§ **WHAT YOU WILL DO**
Search the records for the word "that" and copy each line in which it appears.
────────
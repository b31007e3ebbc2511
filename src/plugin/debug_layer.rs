//! Gizmo overlay of the walk boxes of each room and the remaining routes of
//! walking actors
//!

use crate::prelude::*;
use bevy::gizmos::config::GizmoConfigStore;
use bevy::prelude::*;

/// Translucent green used for walk box edges
const WALKBOX_COLOUR: Color = Color::srgba(0.333, 1.0, 0.333, 0.49);
/// Yellow used for routes
const ROUTE_COLOUR: Color = Color::srgb(1.0, 1.0, 0.0);

/// Only draw when gizmos are available and the overlay is turned on
pub fn is_debug_drawable(
	settings: Res<WalkBoxSettings>,
	store: Option<Res<GizmoConfigStore>>,
) -> bool {
	store.is_some() && settings.is_draw_debug()
}

/// Outline every enabled walk box
#[cfg(not(tarpaulin_include))]
pub fn draw_walkboxes(rooms: Query<&WalkBoxMatrix>, mut gizmos: Gizmos) {
	for matrix in rooms.iter() {
		for (start, end) in matrix.enabled_edges() {
			gizmos.line_2d(start, end, WALKBOX_COLOUR);
		}
	}
}

/// Trace the path each walking actor has yet to cover
#[cfg(not(tarpaulin_include))]
pub fn draw_routes(actors: Query<(&WalkRoute, &Transform)>, mut gizmos: Gizmos) {
	for (route, transform) in actors.iter() {
		let mut previous = transform.translation.truncate();
		for waypoint in route.get_waypoints() {
			gizmos.line_2d(previous, waypoint.get_position(), ROUTE_COLOUR);
			previous = waypoint.get_position();
		}
	}
}

// #[rustfmt::skip]
#[cfg(test)]
mod tests {
	use super::*;
	use bevy::ecs::system::RunSystemOnce;
	#[test]
	fn not_drawable_without_gizmos() {
		let mut world = World::new();
		world.init_resource::<WalkBoxSettings>();
		let drawable = world.run_system_once(is_debug_drawable).unwrap();
		assert!(!drawable);
	}
	#[test]
	fn drawable_with_gizmos() {
		let mut world = World::new();
		world.init_resource::<WalkBoxSettings>();
		world.init_resource::<GizmoConfigStore>();
		assert!(world.run_system_once(is_debug_drawable).unwrap());
		world
			.resource_mut::<WalkBoxSettings>()
			.set_draw_debug(false);
		assert!(!world.run_system_once(is_debug_drawable).unwrap());
	}
}
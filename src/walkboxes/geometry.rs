//! Point and line segment helpers used to test walk box shapes
//!
//! All functions work on [Vec2] in whatever coordinate space the room
//! geometry was authored in
//!

use crate::prelude::*;
use bevy::prelude::*;

/// Turn test for three consecutive points, based on the vectors `b - a` and `c - b`. Positive and negative results indicate the direction of the turn, zero means the points are collinear
pub fn cross_product(a: Vec2, b: Vec2, c: Vec2) -> f32 {
	(b - a).perp_dot(c - b)
}

/// Project `p` onto the segment `[start, end]` and clamp it to the extent of the segment. A segment of zero length returns `start`
pub fn closest_point_on_segment(p: Vec2, start: Vec2, end: Vec2) -> Vec2 {
	let segment = end - start;
	let length_squared = segment.length_squared();
	if length_squared == 0.0 {
		return start;
	}
	let t = ((p - start).dot(segment) / length_squared).clamp(0.0, 1.0);
	start + t * segment
}

/// Whether a horizontal ray cast from `p` towards `+x` crosses the edge `[start, end]`.
///
/// The edge is treated as half-open in `y` (an endpoint only counts when the other endpoint is below it) so a ray passing exactly through a vertex shared by two edges is only counted once, and horizontal edges never count
pub fn is_intersecting(p: Vec2, start: Vec2, end: Vec2) -> bool {
	if (start.y > p.y) == (end.y > p.y) {
		return false;
	}
	let intersect_x = (end.x - start.x) * (p.y - start.y) / (end.y - start.y) + start.x;
	p.x < intersect_x
}

/// Euclidean distance between two points
pub fn distance(p: Vec2, q: Vec2) -> f32 {
	p.distance(q)
}

/// Whether two points are the same within [GEOMETRY_EPSILON]
pub fn equals(p: Vec2, q: Vec2) -> bool {
	p.abs_diff_eq(q, GEOMETRY_EPSILON)
}

/// Whether `p` lies on the segment `[start, end]` within [GEOMETRY_EPSILON]
pub fn is_on_segment(p: Vec2, start: Vec2, end: Vec2) -> bool {
	distance(p, closest_point_on_segment(p, start, end)) <= GEOMETRY_EPSILON
}
//! Defines the Bevy [Plugin] for walk box navigation
//!
//! Each frame runs in three stages:
//!
//! 1. [OrderingSet::Toggle] - walk boxes are enabled/disabled and next-hop tables rebuilt
//! 2. [OrderingSet::Request] - walk requests are turned into a [WalkRoute] for each actor
//! 3. [OrderingSet::Walk] - actors step along their routes
//!
//! so a door opened and a walk requested in the same frame already see the new table
//!

use crate::prelude::*;
use bevy::prelude::*;

#[cfg(feature = "debug")]
pub mod debug_layer;
pub mod movement_layer;
pub mod walkbox_layer;

#[derive(SystemSet, Debug, Hash, PartialEq, Eq, Clone)]
pub enum OrderingSet {
	Toggle,
	Request,
	Walk,
}

/// Global tuning of the plugin
#[cfg_attr(feature = "serde", derive(serde::Deserialize, serde::Serialize))]
#[derive(Resource, Clone, Copy, Debug, PartialEq, Reflect)]
#[reflect(Resource)]
pub struct WalkBoxSettings {
	/// Largest change of actor scale between two waypoints, `0.0` disables blending
	max_scale_step: f32,
	/// Whether the debug overlay is drawn when the `debug` feature is enabled
	draw_debug: bool,
}

impl Default for WalkBoxSettings {
	fn default() -> Self {
		WalkBoxSettings {
			max_scale_step: DEFAULT_MAX_SCALE_STEP,
			draw_debug: true,
		}
	}
}

impl WalkBoxSettings {
	/// Create a new instance of [WalkBoxSettings]
	pub fn new(max_scale_step: f32, draw_debug: bool) -> Self {
		WalkBoxSettings {
			max_scale_step,
			draw_debug,
		}
	}
	pub fn get_max_scale_step(&self) -> f32 {
		self.max_scale_step
	}
	pub fn set_max_scale_step(&mut self, max_scale_step: f32) {
		self.max_scale_step = max_scale_step;
	}
	pub fn is_draw_debug(&self) -> bool {
		self.draw_debug
	}
	pub fn set_draw_debug(&mut self, draw_debug: bool) {
		self.draw_debug = draw_debug;
	}
	/// The [ScaleBlend] used when building paths
	pub fn scale_blend(&self) -> ScaleBlend {
		ScaleBlend::new(self.max_scale_step)
	}
}

pub struct WalkBoxNavigationPlugin;

impl Plugin for WalkBoxNavigationPlugin {
	#[cfg(not(tarpaulin_include))]
	fn build(&self, app: &mut App) {
		app.register_type::<WalkBox>()
			.register_type::<WalkBoxMatrix>()
			.register_type::<WayPoint>()
			.register_type::<ScaleBlend>()
			.register_type::<WalkBoxSettings>()
			.register_type::<WalkBoxActor>()
			.register_type::<WalkRoute>()
			.init_resource::<WalkBoxSettings>()
			.add_event::<walkbox_layer::EventToggleWalkBox>()
			.add_event::<movement_layer::EventWalkTo>()
			.add_event::<movement_layer::EventStopWalking>()
			.add_event::<movement_layer::EventWalkCompleted>()
			.configure_sets(
				Update,
				(
					OrderingSet::Toggle,
					OrderingSet::Request,
					OrderingSet::Walk,
				)
					.chain(),
			)
			.add_systems(
				Update,
				(
					walkbox_layer::process_walkbox_toggles.in_set(OrderingSet::Toggle),
					(
						movement_layer::stop_walking,
						movement_layer::process_walk_requests,
					)
						.chain()
						.in_set(OrderingSet::Request),
					movement_layer::walk_actors.in_set(OrderingSet::Walk),
				),
			);
		#[cfg(feature = "debug")]
		app.add_systems(
			Update,
			(debug_layer::draw_walkboxes, debug_layer::draw_routes)
				.after(OrderingSet::Walk)
				.run_if(debug_layer::is_debug_drawable),
		);
	}
}
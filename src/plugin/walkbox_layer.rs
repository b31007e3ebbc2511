//! Logic for scripted changes to the walk boxes of a room, such as a door
//! opening up a new area of floor
//!

use crate::prelude::*;
use bevy::prelude::*;

/// Used to enable or disable a walk box of a room
#[derive(Event, Clone, Debug, PartialEq)]
pub struct EventToggleWalkBox {
	/// Entity holding the [WalkBoxMatrix] of the room
	room: Entity,
	/// Name of the walk box
	id: String,
	/// Whether the walk box should be walkable
	enabled: bool,
}

impl EventToggleWalkBox {
	/// Create a new instance of [EventToggleWalkBox]
	pub fn new(room: Entity, id: impl Into<String>, enabled: bool) -> Self {
		EventToggleWalkBox {
			room,
			id: id.into(),
			enabled,
		}
	}
	pub fn get_room(&self) -> Entity {
		self.room
	}
	pub fn get_id(&self) -> &str {
		&self.id
	}
	pub fn is_enabled(&self) -> bool {
		self.enabled
	}
}

/// Read [EventToggleWalkBox] and rebuild the next-hop table of each affected [WalkBoxMatrix]
#[cfg(not(tarpaulin_include))]
pub fn process_walkbox_toggles(
	mut events: EventReader<EventToggleWalkBox>,
	mut rooms: Query<&mut WalkBoxMatrix>,
) {
	for event in events.read() {
		match rooms.get_mut(event.get_room()) {
			Ok(mut matrix) => {
				debug!(
					"Setting walk box {} of room {:?} to enabled: {}",
					event.get_id(),
					event.get_room(),
					event.is_enabled()
				);
				matrix.enable_box(event.get_id(), event.is_enabled());
			}
			Err(_) => warn!(
				"Cannot toggle walk box {}, entity {:?} has no walk boxes",
				event.get_id(),
				event.get_room()
			),
		}
	}
}
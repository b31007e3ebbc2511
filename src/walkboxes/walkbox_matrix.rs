//! The [WalkBoxMatrix] owns every [WalkBox] of a room and records how to get
//! from any one of them to any other.
//!
//! Routing is precomputed: the adjacency of every pair of boxes produces a
//! distance matrix of `0` (itself), `1` (touching) or [INFINITY_DISTANCE]
//! (not proven to be connected) which is relaxed with Floyd-Warshall. The
//! relaxation records an intermediate box for each pair rather than the
//! immediate neighbour so a lookup follows the intermediates back until it
//! reaches a box that is one hop away.
//!
//! ```text
//!  next hops for a row of three boxes where box1 is the bridge
//!
//!        to:  0  1  2
//!  from 0:  [ 0, 1, 1 ]
//!  from 1:  [ 0, 1, 2 ]
//!  from 2:  [ 1, 1, 2 ]
//! ```
//!
//! Rooms contain tens of boxes so the `O(n³)` rebuild is run in full every
//! time a box is enabled or disabled.
//!

use crate::prelude::*;
use bevy::prelude::*;

/// Every walk box of a room along with the table describing how to route between them. Boxes are referred to by their index within the matrix
#[derive(Component, Clone, Debug, Default, Reflect)]
pub struct WalkBoxMatrix {
	/// Walk boxes in declaration order, the index of a box is its node ID
	walkboxes: Vec<WalkBox>,
	/// For a pair `[from][to]` the box to travel through next, [None] when `to` cannot be reached from `from`
	next_hops: Vec<Vec<Option<usize>>>,
}

impl WalkBoxMatrix {
	/// Create a new instance of [WalkBoxMatrix] and build its next-hop table
	pub fn new(walkboxes: Vec<WalkBox>) -> Self {
		for (i, walkbox) in walkboxes.iter().enumerate() {
			if walkboxes[..i].iter().any(|w| w.get_id() == walkbox.get_id()) {
				warn!(
					"Walk box ID `{}` has been declared more than once, lookups by ID will use the first declaration",
					walkbox.get_id()
				);
			}
		}
		if walkboxes.len() >= INFINITY_DISTANCE as usize {
			warn!(
				"{} walk boxes exceeds the supported room size of {}, distant boxes may be treated as unreachable",
				walkboxes.len(),
				INFINITY_DISTANCE - 1
			);
		}
		let mut matrix = WalkBoxMatrix {
			walkboxes,
			next_hops: Vec::new(),
		};
		matrix.rebuild_next_hops();
		matrix
	}
	/// Get a reference to the list of walk boxes
	pub fn get_boxes(&self) -> &Vec<WalkBox> {
		&self.walkboxes
	}
	/// Get a walk box by its index
	pub fn get_box(&self, index: usize) -> Option<&WalkBox> {
		self.walkboxes.get(index)
	}
	/// Get a walk box by its ID
	pub fn get_box_by_id(&self, id: &str) -> Option<&WalkBox> {
		self.walkboxes.iter().find(|w| w.get_id() == id)
	}
	/// Find the index of a walk box from its ID
	pub fn get_index_of(&self, id: &str) -> Option<usize> {
		self.walkboxes.iter().position(|w| w.get_id() == id)
	}
	/// Get a reference to the next-hop table
	pub fn get_next_hops(&self) -> &Vec<Vec<Option<usize>>> {
		&self.next_hops
	}
	/// Number of walk boxes in the room
	pub fn len(&self) -> usize {
		self.walkboxes.len()
	}
	pub fn is_empty(&self) -> bool {
		self.walkboxes.is_empty()
	}
	/// The edges of every enabled walk box, used to draw an overlay of the walkable area
	pub fn enabled_edges(&self) -> Vec<(Vec2, Vec2)> {
		self.walkboxes
			.iter()
			.filter(|w| w.is_enabled())
			.flat_map(|w| w.edges())
			.collect()
	}
	/// Enable or disable the walk box with the ID `id` and rebuild the next-hop table. Unknown IDs are ignored, scripts are free to reference boxes that a room may not have.
	///
	/// Paths handed out before this call are unaffected, only future calls to [WalkBoxMatrix::find_path] see the new connectivity
	pub fn enable_box(&mut self, id: &str, enabled: bool) {
		if let Some(walkbox) = self.walkboxes.iter_mut().find(|w| w.get_id() == id) {
			walkbox.set_enabled(enabled);
			self.rebuild_next_hops();
		} else {
			debug!("No walk box with ID `{}`, ignoring enable({})", id, enabled);
		}
	}
	/// Derive the next-hop table from the adjacency of the current enabled boxes
	fn rebuild_next_hops(&mut self) {
		let count = self.walkboxes.len();
		let mut distances = vec![vec![INFINITY_DISTANCE; count]; count];
		let mut next_hops = vec![vec![None; count]; count];
		// each box has distance 0 to itself, 1 to its direct neighbours and
		// `INFINITY_DISTANCE` to everything else
		for (i, walkbox) in self.walkboxes.iter().enumerate() {
			for (j, other) in self.walkboxes.iter().enumerate() {
				if i == j {
					distances[i][j] = 0;
					next_hops[i][j] = Some(i);
				} else if walkbox.is_adjacent(other) {
					distances[i][j] = 1;
					next_hops[i][j] = Some(j);
				}
			}
		}
		for k in 0..count {
			for i in 0..count {
				for j in 0..count {
					let via_k = distances[i][k] + distances[k][j];
					if via_k < distances[i][j] {
						distances[i][j] = via_k;
						next_hops[i][j] = Some(k);
					}
				}
			}
		}
		debug!("Rebuilt next-hop table of {} walk boxes", count);
		self.next_hops = next_hops;
	}
	/// Find the immediate neighbour of `from` to walk into when heading for `to`. Returns [None] if `to` cannot be reached (disconnected or disabled) or either index is out of range
	pub fn next_hop_resolved(&self, from: usize, to: usize) -> Option<usize> {
		let count = self.walkboxes.len();
		if from >= count || to >= count {
			return None;
		}
		let mut hop = to;
		// every intermediate is strictly closer to `from` than the box before
		// it so this ends within `count` steps
		for _ in 0..count {
			let next = self.next_hops[from][hop]?;
			if next == hop {
				return Some(hop);
			}
			hop = next;
		}
		error!(
			"Next-hop table does not resolve from walk box {} to {}",
			from, to
		);
		None
	}
	/// Find the walk box containing `point`. If several boxes contain it the lowest index wins. If none do the nearest box is returned instead and the flag is `false`. Returns [None] for an empty matrix
	pub fn region_at(&self, point: Vec2) -> Option<(usize, bool)> {
		let mut min_distance = f32::MAX;
		let mut nearest = None;
		for (i, walkbox) in self.walkboxes.iter().enumerate() {
			if walkbox.contains_point(point) {
				trace!("Point {:?} is inside walk box {}", point, i);
				return Some((i, true));
			}
			let d = walkbox.distance(point);
			if d < min_distance {
				min_distance = d;
				nearest = Some(i);
			}
		}
		nearest.map(|i| (i, false))
	}
}
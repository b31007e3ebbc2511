//! Spawn the walk boxes of a room as a single entity
//!

use crate::prelude::*;
use bevy::prelude::*;

/// The walk boxes of a room. Spawn one per room and point each [WalkBoxActor] at the spawned entity
#[derive(Bundle)]
pub struct WalkBoxNavigationBundle {
	/// Walk boxes and their next-hop table
	walkbox_matrix: WalkBoxMatrix,
}

impl WalkBoxNavigationBundle {
	/// Create a new instance of [WalkBoxNavigationBundle] from already validated walk boxes
	pub fn new(walkboxes: Vec<WalkBox>) -> Self {
		WalkBoxNavigationBundle {
			walkbox_matrix: WalkBoxMatrix::new(walkboxes),
		}
	}
	/// Create a new instance of [WalkBoxNavigationBundle] from a prepared [WalkBoxMatrix]
	pub fn from_matrix(walkbox_matrix: WalkBoxMatrix) -> Self {
		WalkBoxNavigationBundle { walkbox_matrix }
	}
	/// Create a new instance of [WalkBoxNavigationBundle] where the walk boxes are declared in a `ron` file on disk. A single malformed walk box fails the whole room
	#[cfg(feature = "ron")]
	pub fn new_from_ron(path: &str) -> Result<Self, RoomLoadError> {
		let room = RoomWalkBoxes::from_ron(path)?;
		let walkbox_matrix = room.to_matrix()?;
		Ok(WalkBoxNavigationBundle { walkbox_matrix })
	}
	pub fn get_walkbox_matrix(&self) -> &WalkBoxMatrix {
		&self.walkbox_matrix
	}
}
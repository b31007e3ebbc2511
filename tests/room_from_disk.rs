//! Load the walk boxes of a room from a `ron` file and navigate them
//!

use bevy::prelude::*;
use bevy_walkbox_navigation_plugin::prelude::*;

/// Path to the room fixture
fn room_path() -> String {
	env!("CARGO_MANIFEST_DIR").to_string() + "/assets/room_walkboxes.ron"
}

#[test]
fn declarations_take_defaults() {
	let room = RoomWalkBoxes::from_ron(&room_path()).unwrap();
	let box0 = &room.walkboxes[0];
	assert_eq!("box0", box0.id);
	assert_eq!(1.0, box0.scale);
	assert!(box0.enabled);
	let box8 = &room.walkboxes[8];
	assert_eq!(0.5, box8.scale);
	assert!(!box8.enabled);
}

#[test]
fn bundle_from_disk() {
	let bundle = WalkBoxNavigationBundle::new_from_ron(&room_path()).unwrap();
	let matrix = bundle.get_walkbox_matrix();
	assert_eq!(9, matrix.len());
	assert_eq!(Some(7), matrix.get_index_of("box7"));
	// box8 starts disabled
	assert_eq!(None, matrix.next_hop_resolved(7, 8));
}

#[test]
fn walk_up_the_stairs() {
	let bundle = WalkBoxNavigationBundle::new_from_ron(&room_path()).unwrap();
	let matrix = bundle.get_walkbox_matrix();
	let to = Vec2::new(0.5, 3.5);
	let path = matrix.find_path(Vec2::new(0.5, 0.5), to, &ScaleBlend::default());
	let last = path.last().unwrap();
	assert_eq!(to, last.get_position());
	assert_eq!(0.5, last.get_scale());
	// the scale never grows walking further into the room
	for pair in path.windows(2) {
		assert!(pair[1].get_scale() <= pair[0].get_scale());
	}
}

#[test]
fn open_closed_box() {
	let mut matrix = RoomWalkBoxes::from_ron(&room_path())
		.unwrap()
		.to_matrix()
		.unwrap();
	matrix.enable_box("box8", true);
	assert_eq!(Some(8), matrix.next_hop_resolved(7, 8));
}

#[test]
fn malformed_room_fails() {
	let dir = std::env::temp_dir().join("walkbox_malformed_room.ron");
	std::fs::write(
		&dir,
		r#"(walkboxes: [(id: "bent", vertices: ((0.0, 0.0), (4.0, 0.0), (2.0, 1.0), (4.0, 4.0)))])"#,
	)
	.unwrap();
	let result = WalkBoxNavigationBundle::new_from_ron(dir.to_str().unwrap());
	assert!(matches!(
		result,
		Err(RoomLoadError::WalkBox(WalkBoxError::Concave { .. }))
	));
}

#[test]
fn invalid_ron_fails() {
	let dir = std::env::temp_dir().join("walkbox_invalid_room.ron");
	std::fs::write(&dir, "(walkboxes: [(id: 3)])").unwrap();
	let result = RoomWalkBoxes::from_ron(dir.to_str().unwrap());
	assert!(matches!(result, Err(RoomLoadError::Ron(_))));
}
────────
§ **OUTPUT**
//! reaches a box that is one hop away.
	/// Enable or disable the walk box with the ID `id` and rebuild the next-hop table. Unknown IDs are ignored, scripts are free to reference boxes that a room may not have.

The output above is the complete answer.